When the fingerprinted data is unmodified, the detection algorithm extracts the correct fingerprint with 100% accuraccy. However, the fingerprinted dataset might undergo intentional, malicious modifications that attempt to remove the fingerprint, or benign updates that might disrupt the detection unintentionally. In any case, the fingerprint should be robust enough to withstand these modifications. Let’s see what happens if the recipient alters their data, for example deletes arbitrary rows or columns - so called, horizontal and vertical attack, respectivelly. Deleting a few rows/columns might not do much to disrupt the fingerprint, but to assess the robustness we want to find out how much exactly the attacker needs to modify in order to remove the fingerprint.
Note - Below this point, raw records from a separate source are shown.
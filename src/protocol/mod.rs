//! F1s GATT protocol: where each feature lives and how its bytes read.

pub mod codec;
pub mod registry;

pub use codec::{
    Accelerometer, ButtonState, Codec, CruiseControl, FeatureValue, FromFeatureValue, MotorSpeeds,
    TemperaturePressure,
};
pub use registry::{
    AccessMode, AddressMap, CharacteristicDescriptor, Feature, Operation, Service,
};
//! F1s client
//!
//! [`F1Client`] owns at most one link and composes the dispatcher, the
//! authorization state machine and the notification multiplexer into the
//! session lifecycle:
//!
//! ```text
//! discover → connect → poll get_key_state until true → commands / notify_* → disconnect
//! ```
//!
//! Identity reads, battery, key state and every `notify_*` subscription
//! work straight after connecting. Every other read or write is privileged
//! and fails with `NotAuthorized` until the user has pressed the central
//! button and a key-state read observed it.

pub mod authorization;
pub mod dispatcher;
pub mod notifications;

use std::collections::HashMap;
use std::sync::atomic::{AtomicBool, Ordering};
use std::sync::{Arc, Mutex, MutexGuard, RwLock};
use std::time::Duration;

use tokio::sync::broadcast::error::RecvError;
use tokio::task::JoinHandle;
use tokio::time::Instant;

use crate::ble::transport::{GattCentral, GattLink, LinkEvent, PeripheralDescriptor, ScanFilter};
use crate::ble::BleError;
use crate::config::ClientConfig;
use crate::error::F1Error;
use crate::profile::ConnectionProfile;
use crate::protocol::codec::{self, FeatureValue, FromFeatureValue};
use crate::protocol::registry::{lookup_name, AddressMap, Feature, Operation};
use crate::protocol::{Accelerometer, ButtonState, CruiseControl, MotorSpeeds, TemperaturePressure};

pub use authorization::{AuthorizationState, KeyStateMachine};
pub use dispatcher::{CommandDispatcher, DispatchSettings};
pub use notifications::{NotificationMultiplexer, Subscription};

/// Every read and write payload.
pub(crate) const IO_TARGET: &str = "lelo_f1::io";
/// Subscription bookkeeping.
pub(crate) const NOTIFICATION_TARGET: &str = "lelo_f1::notification";

/// Everything tied to one link.
struct Session {
    dispatcher: Arc<CommandDispatcher>,
    notifications: NotificationMultiplexer,
    auth: Mutex<KeyStateMachine>,
    watcher: JoinHandle<()>,
    profile: ConnectionProfile,
}

impl Session {
    fn auth(&self) -> MutexGuard<'_, KeyStateMachine> {
        self.auth.lock().unwrap_or_else(|poisoned| poisoned.into_inner())
    }
}

impl Drop for Session {
    fn drop(&mut self) {
        self.watcher.abort();
    }
}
  • Horizontal attack: We embed the fingerprint and increasingly remove random rows until the detection makes a mistake (i.e. does not recognise the fingerprint). We run this 10 times to average the randomness in removing arbitrary rows.
  • Vertical attack: We embed the fingerprint and increasingly remove random columns until the detection makes a mistake (i.e. does not recongnise the fingerprint). We run this for all possible combinations of removed columns.
Horizontal attack Vertical attack

We can see that the fingerprint gets correctly detected with 100% accuracy (10/10) up until the attacker removes more than 50% of the rows which can be considered a fairly good robustness. Even when 50-75% of rows are removed, the detection algorithm has a good detection rate, and only completely fails when about 80% rows are removed. Removing entire columns has a slightly bigger impact on the detection rate - 100% extraction rate is shown only if 1 column is deteled by the attacker (any column). With more deleted columns there is a degradation. The detection is expected to completely fail if more than 3 (out of 7) columns are completely removed from the data set.

Conclusion

In this post we describe the concept of fingerprinting relational data starting from the motivation from watermarking through basic algorithmic steps and a demonstration of it’s effectiveness and impact on data utility. Fingerprinting is a good technique for ownership veryfication and tracing unauthorised usage of data with fairly low impact on the utility of the data itself. The robustness can be tweaked - by introducing more modifications, it is harder to remove the fingerprint from the data without rendering it useless.